===== Material provided =====

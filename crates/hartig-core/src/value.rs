//! Values carried by tuples.
//!
//! A `Value` is either a raw `Scalar` lifted out of a source document or an
//! RDF `Term` built by an expression. `Binding` wraps a value together with the
//! error marker so that failed evaluations travel through the data instead of
//! aborting the pipeline.

use std::fmt;

use serde::{Deserialize, Serialize};

use crate::term::{BlankNode, Iri, Literal, Term};

#[derive(Debug, Clone, PartialEq, Serialize, Deserialize)]
pub enum Scalar {
    Null,
    Bool(bool),
    I64(i64),
    F64(f64),
    Str(String),
    /// Arrays and objects matched as a whole by an extraction query.
    Nested(serde_json::Value),
}

impl Scalar {
    /// Stable type name used in explain output.
    pub fn type_name(&self) -> &'static str {
        match self {
            Scalar::Null => "null",
            Scalar::Bool(_) => "boolean",
            Scalar::I64(_) => "integer",
            Scalar::F64(_) => "float",
            Scalar::Str(_) => "string",
            Scalar::Nested(_) => "json",
        }
    }
}

#[derive(Debug, Clone, PartialEq, Serialize, Deserialize)]
pub enum Value {
    Scalar(Scalar),
    Term(Term),
}

impl Value {
    pub fn null() -> Self {
        Value::Scalar(Scalar::Null)
    }

    /// Lift a JSON node into a value. Numbers that fit in `i64` stay integral.
    pub fn from_json(node: &serde_json::Value) -> Self {
        use serde_json::Value as J;
        let scalar = match node {
            J::Null => Scalar::Null,
            J::Bool(b) => Scalar::Bool(*b),
            J::Number(n) => match n.as_i64() {
                Some(i) => Scalar::I64(i),
                None => Scalar::F64(n.as_f64().unwrap_or(f64::NAN)),
            },
            J::String(s) => Scalar::Str(s.clone()),
            J::Array(_) | J::Object(_) => Scalar::Nested(node.clone()),
        };
        Value::Scalar(scalar)
    }

    /// Plain JSON rendering: scalars as themselves, terms as their lexical
    /// value. Kind information is reported separately via `type_name`.
    pub fn to_json(&self) -> serde_json::Value {
        use serde_json::Value as J;
        match self {
            Value::Scalar(Scalar::Null) => J::Null,
            Value::Scalar(Scalar::Bool(b)) => J::Bool(*b),
            Value::Scalar(Scalar::I64(i)) => J::from(*i),
            Value::Scalar(Scalar::F64(f)) => serde_json::Number::from_f64(*f)
                .map(J::Number)
                .unwrap_or(J::Null),
            Value::Scalar(Scalar::Str(s)) => J::String(s.clone()),
            Value::Scalar(Scalar::Nested(v)) => v.clone(),
            Value::Term(Term::Iri(iri)) => J::String(iri.as_str().to_string()),
            Value::Term(Term::Literal(lit)) => J::String(lit.lexical_form().to_string()),
            Value::Term(Term::BlankNode(b)) => J::String(b.id().to_string()),
        }
    }

    pub fn type_name(&self) -> &'static str {
        match self {
            Value::Scalar(s) => s.type_name(),
            Value::Term(t) => t.kind(),
        }
    }

    pub fn as_str(&self) -> Option<&str> {
        match self {
            Value::Scalar(Scalar::Str(s)) => Some(s),
            _ => None,
        }
    }

    pub fn as_term(&self) -> Option<&Term> {
        match self {
            Value::Term(t) => Some(t),
            _ => None,
        }
    }

    pub fn is_null(&self) -> bool {
        matches!(self, Value::Scalar(Scalar::Null))
    }
}

impl fmt::Display for Value {
    fn fmt(&self, f: &mut fmt::Formatter<'_>) -> fmt::Result {
        match self {
            Value::Scalar(Scalar::Null) => write!(f, "null"),
            Value::Scalar(Scalar::Bool(b)) => write!(f, "{b}"),
            Value::Scalar(Scalar::I64(i)) => write!(f, "{i}"),
            Value::Scalar(Scalar::F64(x)) => write!(f, "{x}"),
            Value::Scalar(Scalar::Str(s)) => write!(f, "{s:?}"),
            Value::Scalar(Scalar::Nested(v)) => write!(f, "{v}"),
            Value::Term(t) => write!(f, "{t}"),
        }
    }
}

impl From<Scalar> for Value {
    fn from(value: Scalar) -> Self {
        Value::Scalar(value)
    }
}

impl From<Term> for Value {
    fn from(value: Term) -> Self {
        Value::Term(value)
    }
}

impl From<Iri> for Value {
    fn from(value: Iri) -> Self {
        Value::Term(Term::Iri(value))
    }
}

impl From<Literal> for Value {
    fn from(value: Literal) -> Self {
        Value::Term(Term::Literal(value))
    }
}

impl From<BlankNode> for Value {
    fn from(value: BlankNode) -> Self {
        Value::Term(Term::BlankNode(value))
    }
}

impl From<&str> for Value {
    fn from(value: &str) -> Self {
        Value::Scalar(Scalar::Str(value.to_string()))
    }
}

impl From<String> for Value {
    fn from(value: String) -> Self {
        Value::Scalar(Scalar::Str(value))
    }
}

impl From<i64> for Value {
    fn from(value: i64) -> Self {
        Value::Scalar(Scalar::I64(value))
    }
}

impl From<i32> for Value {
    fn from(value: i32) -> Self {
        Value::Scalar(Scalar::I64(i64::from(value)))
    }
}

impl From<f64> for Value {
    fn from(value: f64) -> Self {
        Value::Scalar(Scalar::F64(value))
    }
}

impl From<bool> for Value {
    fn from(value: bool) -> Self {
        Value::Scalar(Scalar::Bool(value))
    }
}

/// A tuple slot: a bound value or the error marker (epsilon).
///
/// Absence is not represented here; an absent attribute simply has no entry
/// in the tuple.
#[derive(Debug, Clone, PartialEq, Serialize, Deserialize)]
pub enum Binding {
    Bound(Value),
    Epsilon,
}

impl Binding {
    pub fn bound(value: impl Into<Value>) -> Self {
        Binding::Bound(value.into())
    }

    pub fn is_epsilon(&self) -> bool {
        matches!(self, Binding::Epsilon)
    }

    pub fn value(&self) -> Option<&Value> {
        match self {
            Binding::Bound(v) => Some(v),
            Binding::Epsilon => None,
        }
    }
}

impl From<Value> for Binding {
    fn from(value: Value) -> Self {
        Binding::Bound(value)
    }
}

impl fmt::Display for Binding {
    fn fmt(&self, f: &mut fmt::Formatter<'_>) -> fmt::Result {
        match self {
            Binding::Bound(v) => v.fmt(f),
            Binding::Epsilon => write!(f, "ε"),
        }
    }
}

=====

> [Task goal]: Give back every line of the data above exactly as written.

> [Expected answer]:
filename crates/hartig-core/src/value.rs
//! Values carried by tuples.
//!
//! A `Value` is either a raw `Scalar` lifted out of a source document or an
//! RDF `Term` built by an expression. `Binding` wraps a value together with the
//! error marker so that failed evaluations travel through the data instead of
//! aborting the pipeline.

use std::fmt;

use serde::{Deserialize, Serialize};

use crate::term::{BlankNode, Iri, Literal, Term};

#[derive(Debug, Clone, PartialEq, Serialize, Deserialize)]
pub enum Scalar {
    Null,
    Bool(bool),
    I64(i64),
    F64(f64),
    Str(String),
    /// Arrays and objects matched as a whole by an extraction query.
    Nested(serde_json::Value),
}

impl Scalar {
    /// Stable type name used in explain output.
    pub fn type_name(&self) -> &'static str {
        match self {
            Scalar::Null => "null",
            Scalar::Bool(_) => "boolean",
            Scalar::I64(_) => "integer",
            Scalar::F64(_) => "float",
            Scalar::Str(_) => "string",
            Scalar::Nested(_) => "json",
        }
    }
}

#[derive(Debug, Clone, PartialEq, Serialize, Deserialize)]
pub enum Value {
    Scalar(Scalar),
    Term(Term),
}

impl Value {
    pub fn null() -> Self {
        Value::Scalar(Scalar::Null)
    }

    /// Lift a JSON node into a value. Numbers that fit in `i64` stay integral.
    pub fn from_json(node: &serde_json::Value) -> Self {
        use serde_json::Value as J;
        let scalar = match node {
            J::Null => Scalar::Null,
            J::Bool(b) => Scalar::Bool(*b),
            J::Number(n) => match n.as_i64() {
                Some(i) => Scalar::I64(i),
                None => Scalar::F64(n.as_f64().unwrap_or(f64::NAN)),
            },
            J::String(s) => Scalar::Str(s.clone()),
            J::Array(_) | J::Object(_) => Scalar::Nested(node.clone()),
        };
        Value::Scalar(scalar)
    }

    /// Plain JSON rendering: scalars as themselves, terms as their lexical
    /// value. Kind information is reported separately via `type_name`.
    pub fn to_json(&self) -> serde_json::Value {
        use serde_json::Value as J;
        match self {
            Value::Scalar(Scalar::Null) => J::Null,
            Value::Scalar(Scalar::Bool(b)) => J::Bool(*b),
            Value::Scalar(Scalar::I64(i)) => J::from(*i),
            Value::Scalar(Scalar::F64(f)) => serde_json::Number::from_f64(*f)
                .map(J::Number)
                .unwrap_or(J::Null),
            Value::Scalar(Scalar::Str(s)) => J::String(s.clone()),
            Value::Scalar(Scalar::Nested(v)) => v.clone(),
            Value::Term(Term::Iri(iri)) => J::String(iri.as_str().to_string()),
            Value::Term(Term::Literal(lit)) => J::String(lit.lexical_form().to_string()),
            Value::Term(Term::BlankNode(b)) => J::String(b.id().to_string()),
        }
    }

    pub fn type_name(&self) -> &'static str {
        match self {
            Value::Scalar(s) => s.type_name(),
            Value::Term(t) => t.kind(),
        }
    }

    pub fn as_str(&self) -> Option<&str> {
        match self {
            Value::Scalar(Scalar::Str(s)) => Some(s),
            _ => None,
        }
    }

    pub fn as_term(&self) -> Option<&Term> {
        match self {
            Value::Term(t) => Some(t),
            _ => None,
        }
    }

    pub fn is_null(&self) -> bool {
        matches!(self, Value::Scalar(Scalar::Null))
    }
}

impl fmt::Display for Value {
    fn fmt(&self, f: &mut fmt::Formatter<'_>) -> fmt::Result {
        match self {
            Value::Scalar(Scalar::Null) => write!(f, "null"),
            Value::Scalar(Scalar::Bool(b)) => write!(f, "{b}"),
            Value::Scalar(Scalar::I64(i)) => write!(f, "{i}"),
            Value::Scalar(Scalar::F64(x)) => write!(f, "{x}"),
            Value::Scalar(Scalar::Str(s)) => write!(f, "{s:?}"),
            Value::Scalar(Scalar::Nested(v)) => write!(f, "{v}"),
            Value::Term(t) => write!(f, "{t}"),
        }
    }
}

impl From<Scalar> for Value {
    fn from(value: Scalar) -> Self {
        Value::Scalar(value)
    }
}

impl From<Term> for Value {
    fn from(value: Term) -> Self {
        Value::Term(value)
    }
}

impl From<Iri> for Value {
    fn from(value: Iri) -> Self {
        Value::Term(Term::Iri(value))
    }
}

impl From<Literal> for Value {
    fn from(value: Literal) -> Self {
        Value::Term(Term::Literal(value))
    }
}

impl From<BlankNode> for Value {
    fn from(value: BlankNode) -> Self {
        Value::Term(Term::BlankNode(value))
    }
}

impl From<&str> for Value {
    fn from(value: &str) -> Self {
        Value::Scalar(Scalar::Str(value.to_string()))
    }
}

impl From<String> for Value {
    fn from(value: String) -> Self {
        Value::Scalar(Scalar::Str(value))
    }
}

impl From<i64> for Value {
    fn from(value: i64) -> Self {
        Value::Scalar(Scalar::I64(value))
    }
}

impl From<i32> for Value {
    fn from(value: i32) -> Self {
        Value::Scalar(Scalar::I64(i64::from(value)))
    }
}

impl From<f64> for Value {
    fn from(value: f64) -> Self {
        Value::Scalar(Scalar::F64(value))
    }
}

impl From<bool> for Value {
    fn from(value: bool) -> Self {
        Value::Scalar(Scalar::Bool(value))
    }
}

/// A tuple slot: a bound value or the error marker (epsilon).
///
/// Absence is not represented here; an absent attribute simply has no entry
/// in the tuple.
#[derive(Debug, Clone, PartialEq, Serialize, Deserialize)]
pub enum Binding {
    Bound(Value),
    Epsilon,
}

impl Binding {
    pub fn bound(value: impl Into<Value>) -> Self {
        Binding::Bound(value.into())
    }

    pub fn is_epsilon(&self) -> bool {
        matches!(self, Binding::Epsilon)
    }

    pub fn value(&self) -> Option<&Value> {
        match self {
            Binding::Bound(v) => Some(v),
            Binding::Epsilon => None,
        }
    }
}

impl From<Value> for Binding {
    fn from(value: Value) -> Self {
        Binding::Bound(value)
    }
}

impl fmt::Display for Binding {
    fn fmt(&self, f: &mut fmt::Formatter<'_>) -> fmt::Result {
        match self {
            Binding::Bound(v) => v.fmt(f),
            Binding::Epsilon => write!(f, "ε"),
        }
    }
}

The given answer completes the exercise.